Groundhog Day

Not gonna lie -- Groundhog Day is legitimately my favorite holiday. Granted, I don't bust out my groundhog soaps for the occasion, nor do I make a batch of Punxsutawney Phil pudding pops...

...but I once considered knitting a groundhog in a hole (kidding!)

Before I go any further, I'll mention that all of these bizarre pictures were found by doing a simple "groundhog" search on Pinterest. We live in a strange world, people. Also, I'd like to mention that Pinterest should probably make me their new spokesperson, because I can't tell you how many people I know who have gotten a Pinterest account or at least use it as a photo search engine now after I raved about it last month. Like a boss.

Back to Groundhog Day. If I were to make a list of three places in the US to visit before I die, Punxsutawney, Pennsylvania definitely makes the cut. (On Groundhog Day, obviously... I doubt it's really that exciting of a place year round). Seriously. I can't even begin to express the hilarious insanity of this holiday. These are my favorite lines from the Wikipedia article:
• A select group, called the "Inner Circle," takes care of Phil year-round...members of the "Inner Circle" are recognizable by their top hats and tuxedos.

• Groundhogs have a maximum lifespan of 14 years. [However,] Punxsutawney Phil fans say there is only one Phil (all the other groundhog weathermen are impostors), and that he has made weather prognostications for over 121 years.

• [The Punxsutawney Phil fans also] say that every summer, Phil is given a sip of the mysterious Groundhog Elixer, which magically lengthens his life for seven years.

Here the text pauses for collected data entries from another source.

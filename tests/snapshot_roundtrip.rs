use confman::model::ValueType;
use confman::test_utils::{TestCluster, TestClusterOptions};
use std::time::Duration;

/// Single-node cluster with aggressive snapshotting: stop it after many
/// writes and verify a restart rebuilds the identical materialized state
/// from snapshot plus log tail.
#[tokio::test(flavor = "multi_thread", worker_threads = 4)]
async fn restart_recovers_from_snapshot_and_log_tail() {
    let root = tempfile::tempdir().unwrap();
    let options = TestClusterOptions {
        nodes: 1,
        snapshot_interval: 8,
        ..TestClusterOptions::default()
    };
    let mut cluster = TestCluster::start(root.path(), options).await.unwrap();
    cluster.wait_for_leader(Duration::from_secs(3)).await.unwrap();
    let node = cluster.node(0);

    node.put_namespace("prod", "production", "platform", "init")
        .await
        .unwrap();
    for i in 0..30u64 {
        node.put_config(
            "prod",
            &format!("key-{}", i % 10),
            format!("value-{i}").into_bytes(),
            ValueType::String,
            "writer",
        )
        .await
        .unwrap();
    }
    let (audit_before, _) = node.list_audit("prod", 1000).await.unwrap();

    // Snapshots were taken (interval 8 over 31 commands), so the log was
    // compacted; the restart must restore through a snapshot.
    let snapshots = std::fs::read_dir(root.path().join("node-0").join("snapshots"))
        .unwrap()
        .count();
    assert!(snapshots >= 1, "expected at least one snapshot on disk");

    cluster.stop_node(0);
    cluster.start_node(0).await.unwrap();
    cluster.wait_for_leader(Duration::from_secs(3)).await.unwrap();
    let node = cluster.node(0);

    for i in 20..30u64 {
        let key = format!("key-{}", i % 10);
        let (entry, value, _) = node.get_config("prod", &key).await.unwrap();
        assert_eq!(value, format!("value-{i}").into_bytes());
        assert_eq!(entry.version, 3, "{key} lost writes across restart");
    }
    let (ns, _) = node.get_namespace("prod").await.unwrap();
    assert_eq!(ns.owner, "platform");

    // Audit ids are deterministic, so replay/restore dedupes to the same
    // set of events.
    let (audit_after, _) = node.list_audit("prod", 1000).await.unwrap();
    assert_eq!(audit_before.len(), audit_after.len());
    assert_eq!(audit_before, audit_after);
}

/// A follower that was down across a compaction cannot be caught up from
/// the log alone; the leader must install a snapshot, then stream the
/// tail.
#[tokio::test(flavor = "multi_thread", worker_threads = 4)]
async fn lagging_follower_catches_up_via_snapshot_install() {
    let root = tempfile::tempdir().unwrap();
    let options = TestClusterOptions {
        snapshot_interval: 10,
        ..TestClusterOptions::default()
    };
    let mut cluster = TestCluster::start(root.path(), options).await.unwrap();
    let leader = cluster
        .wait_for_stable_leader(Duration::from_secs(5))
        .await
        .unwrap();

    let follower = (0..3).find(|i| *i != leader).unwrap();
    cluster.stop_node(follower);

    // Enough writes to force at least one snapshot + compaction on the
    // surviving majority.
    for i in 0..40u64 {
        cluster
            .node(leader)
            .put_config(
                "prod",
                &format!("k{i}"),
                format!("v{i}").into_bytes(),
                ValueType::String,
                "writer",
            )
            .await
            .unwrap();
    }

    cluster.start_node(follower).await.unwrap();

    // The restarted follower converges on the full state.
    let deadline = tokio::time::Instant::now() + Duration::from_secs(10);
    loop {
        let caught_up = match cluster.node(follower).get_config("prod", "k39").await {
            Ok((_, value, _)) => value == b"v39",
            Err(_) => false,
        };
        if caught_up {
            break;
        }
        assert!(
            tokio::time::Instant::now() < deadline,
            "follower never caught up through snapshot install"
        );
        tokio::time::sleep(Duration::from_millis(50)).await;
    }
    for i in [0u64, 15, 25, 39] {
        let (_, value, _) = cluster
            .node(follower)
            .get_config("prod", &format!("k{i}"))
            .await
            .unwrap();
        assert_eq!(value, format!("v{i}").into_bytes());
    }
}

• According to the Groundhog Club, Phil, after making the prediction, speaks to the Club President in "Groundhogese", which only the "Inner Circle" appears to understand, and then his prediction is translated for the entire world.

• During the rest of the year, Phil lives in the town library with his "wife" Phyllis.

Oh. My. Goodness. If all of the above isn't absurd enough, how about the fact that sweet Phil is only correct about 39% of the time. It's okay. If a bunch of strange men in tuxedos and top hats pulled me out of bed way before I planned on getting up, I'd tell them the wrong answer most of the time, too. Who knows? Maybe he's actually getting it right and the "Inner Circle" isn't as good at translating "Groundhogese" as they claim to be.

I'm serious about roadtripping up to Punxsutawney one February. Can you just imagine the hoards of strange people who travel up there for "Breakfast with Phil" and "Autograph Signing with the Members of the Inner Circle"? Oh, the stories! Plus, since Phil apparently doesn't die, I have a bit longer to check that one off my list, unlike going to the Live with Regis & Kelly show (it's only been two weeks since Regis announced he's retiring this year---I'm still too upset to talk about it.) Regardless, I think it's beyond hysterical that an event like Groundhog Day gets printed on all the calendars and planners along with Christmas and Easter and Independence Day. If only they'd start giving us the day off of school...

And, in case you missed it yesterday, Phil did NOT see his shadow (which is actually pretty rare) so apparently we're in for an early spring! Thank goodness. I am so over breaking out in hives whenever I walk to class because of my allergy to the cold.